***** Material for this exercise *****

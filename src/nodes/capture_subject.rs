//! Records a binomial the user typed, ahead of asking for a photo.

use async_trait::async_trait;
use tracing::info;

use crate::graph::TurnNode;
use crate::types::{ConversationState, NameSource, Namespace, NodeDelta, SubjectName};

pub struct CaptureSubjectNode;

#[async_trait]
impl TurnNode for CaptureSubjectNode {
  fn owns(&self) -> &'static [Namespace] {
    &[]
  }

  async fn run(&self, state: &ConversationState) -> NodeDelta {
    let mut delta = NodeDelta::default();
    let candidate = state
      .latest_user_text()
      .and_then(|text| SubjectName::scan(text, NameSource::User));
    if let Some(subject) = candidate {
      info!(binomial = %subject, "captured subject from user text");
      delta.subject = Some(subject);
    }
    delta
  }
}
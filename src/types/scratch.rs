//! Ephemeral per-turn working memory, namespaced per concern.
//!
//! The original dict-keyed `_tmp` dialect is replaced by one canonical typed
//! record: one optional sub-record per namespace. A node may only replace the
//! sub-records it owns; merging a patch touches exactly the namespaces the
//! patch carries, so deltas from fan-out branches with disjoint namespaces
//! commute.

use std::fmt;

use chrono::{DateTime, Utc};
use serde::Serialize;

use crate::collaborators::{RankedLabel, ReferencePage, SearchSummary};

use super::CallStatus;

/// Scratch namespaces, one per concern. Each maps to exactly one field of
/// [Scratch]; fan-out validation checks branch disjointness over these.
#[derive(Debug, Clone, Copy, PartialEq, Eq, Hash)]
pub enum Namespace {
  Route,
  Image,
  Classifier,
  Gate,
  Resolution,
  Vision,
  Reference,
  Search,
  Context,
  Clarify,
}

impl fmt::Display for Namespace {
  fn fmt(&self, f: &mut fmt::Formatter<'_>) -> fmt::Result {
    let name = match self {
      Namespace::Route => "route",
      Namespace::Image => "image",
      Namespace::Classifier => "classifier",
      Namespace::Gate => "gate",
      Namespace::Resolution => "resolution",
      Namespace::Vision => "vision",
      Namespace::Reference => "reference",
      Namespace::Search => "search",
      Namespace::Context => "context",
      Namespace::Clarify => "clarify",
    };
    write!(f, "{name}")
  }
}

/// Route picked by the intake node.
#[derive(Debug, Clone, Copy, PartialEq, Eq, Serialize)]
#[serde(rename_all = "snake_case")]
pub enum RouteDecision {
  /// An image is present: run the classification path.
  Classify,
  /// No image, but the subject is already known: answer from stored context.
  Question,
  /// No image, but the user text carries a binomial candidate.
  CaptureName,
  /// Nothing usable: ask for a photo.
  AskImage,
}

/// Accept/review verdict of the confidence gate.
#[derive(Debug, Clone, Copy, PartialEq, Eq, Serialize)]
#[serde(rename_all = "snake_case")]
pub enum GateDecision {
  Accept,
  Review,
}

/// Outcome of image normalization.
#[derive(Debug, Clone, PartialEq, Serialize)]
pub struct ImageScratch {
  pub ok: bool,
  /// Machine-readable failure code (`empty_bytes`, `unsupported_format`,
  /// `download_failed`, `download_empty`).
  pub error: Option<String>,
}

impl ImageScratch {
  pub fn accepted() -> Self {
    Self {
      ok: true,
      error: None,
    }
  }

  pub fn rejected(code: impl Into<String>) -> Self {
    Self {
      ok: false,
      error: Some(code.into()),
    }
  }
}

/// Local classifier output: ranked labels plus confidence metrics.
#[derive(Debug, Clone, PartialEq, Serialize)]
pub struct ClassifierScratch {
  pub status: CallStatus,
  pub top: Vec<RankedLabel>,
  pub p1: f64,
  pub p2: f64,
  pub margin: f64,
  pub entropy: f64,
  /// Top-1 label, if any usable label came back.
  pub predicted: Option<String>,
  pub error: Option<String>,
}

impl ClassifierScratch {
  pub fn failed(status: CallStatus, detail: impl Into<String>) -> Self {
    Self {
      status,
      top: Vec::new(),
      p1: 0.0,
      p2: 0.0,
      margin: 0.0,
      entropy: 0.0,
      predicted: None,
      error: Some(detail.into()),
    }
  }
}

/// Confidence-gate verdict.
#[derive(Debug, Clone, Copy, PartialEq, Eq, Serialize)]
pub struct GateScratch {
  pub decision: GateDecision,
}

/// Whether label-to-binomial resolution produced a subject.
#[derive(Debug, Clone, Copy, PartialEq, Eq, Serialize)]
pub struct ResolutionScratch {
  pub resolved: bool,
}

/// Outcome of the external vision verifier.
#[derive(Debug, Clone, PartialEq, Serialize)]
pub struct VisionScratch {
  pub status: CallStatus,
  pub error: Option<String>,
}

/// Reference-page branch of the retrieval fan-out.
#[derive(Debug, Clone, PartialEq, Serialize)]
pub struct ReferenceScratch {
  pub status: CallStatus,
  pub page: Option<ReferencePage>,
  pub error: Option<String>,
}

/// Web-search branch of the retrieval fan-out.
#[derive(Debug, Clone, PartialEq, Serialize)]
pub struct SearchScratch {
  pub status: CallStatus,
  pub summary: Option<SearchSummary>,
}

/// Outcome of context merging at the fan-in join.
#[derive(Debug, Clone, Copy, PartialEq, Eq, Serialize)]
pub struct ContextScratch {
  pub status: CallStatus,
}

/// Breadcrumbs left by the clarification terminal.
#[derive(Debug, Clone, PartialEq, Serialize)]
pub struct ClarifyScratch {
  pub awaiting_image: bool,
  pub reasons: Vec<String>,
  pub at: DateTime<Utc>,
}

/// Per-turn working memory. Doubles as its own patch type: `None` in a patch
/// means "leave that namespace unchanged".
#[derive(Debug, Clone, Default, PartialEq, Serialize)]
pub struct Scratch {
  pub route: Option<RouteDecision>,
  pub image: Option<ImageScratch>,
  pub classifier: Option<ClassifierScratch>,
  pub gate: Option<GateScratch>,
  pub resolution: Option<ResolutionScratch>,
  pub vision: Option<VisionScratch>,
  pub reference: Option<ReferenceScratch>,
  pub search: Option<SearchScratch>,
  pub context: Option<ContextScratch>,
  pub clarify: Option<ClarifyScratch>,
}

impl Scratch {
  /// Merges `patch` namespace-by-namespace: present sub-records replace the
  /// old value for that namespace only, absent ones are preserved.
  pub fn apply(&mut self, patch: Scratch) {
    if patch.route.is_some() {
      self.route = patch.route;
    }
    if patch.image.is_some() {
      self.image = patch.image;
    }
    if patch.classifier.is_some() {
      self.classifier = patch.classifier;
    }
    if patch.gate.is_some() {
      self.gate = patch.gate;
    }
    if patch.resolution.is_some() {
      self.resolution = patch.resolution;
    }
    if patch.vision.is_some() {
      self.vision = patch.vision;
    }
    if patch.reference.is_some() {
      self.reference = patch.reference;
    }
    if patch.search.is_some() {
      self.search = patch.search;
    }
    if patch.context.is_some() {
      self.context = patch.context;
    }
    if patch.clarify.is_some() {
      self.clarify = patch.clarify;
    }
  }

  /// Patch recording a fan-out branch timeout in the branch's namespace.
  /// Namespaces that carry no call status produce an empty patch.
  pub fn timeout(namespace: Namespace) -> Scratch {
    let mut patch = Scratch::default();
    match namespace {
      Namespace::Reference => {
        patch.reference = Some(ReferenceScratch {
          status: CallStatus::Timeout,
          page: None,
          error: Some("fan-out branch timed out".to_string()),
        });
      }
      Namespace::Search => {
        patch.search = Some(SearchScratch {
          status: CallStatus::Timeout,
          summary: None,
        });
      }
      Namespace::Vision => {
        patch.vision = Some(VisionScratch {
          status: CallStatus::Timeout,
          error: Some("fan-out branch timed out".to_string()),
        });
      }
      Namespace::Route
      | Namespace::Image
      | Namespace::Classifier
      | Namespace::Gate
      | Namespace::Resolution
      | Namespace::Context
      | Namespace::Clarify => {}
    }
    patch
  }
}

*****

Exercise =
Collect each line of the entries that has the word "detail", copying it in full.

Written answer =
  pub fn failed(status: CallStatus, detail: impl Into<String>) -> Self {
      error: Some(detail.into()),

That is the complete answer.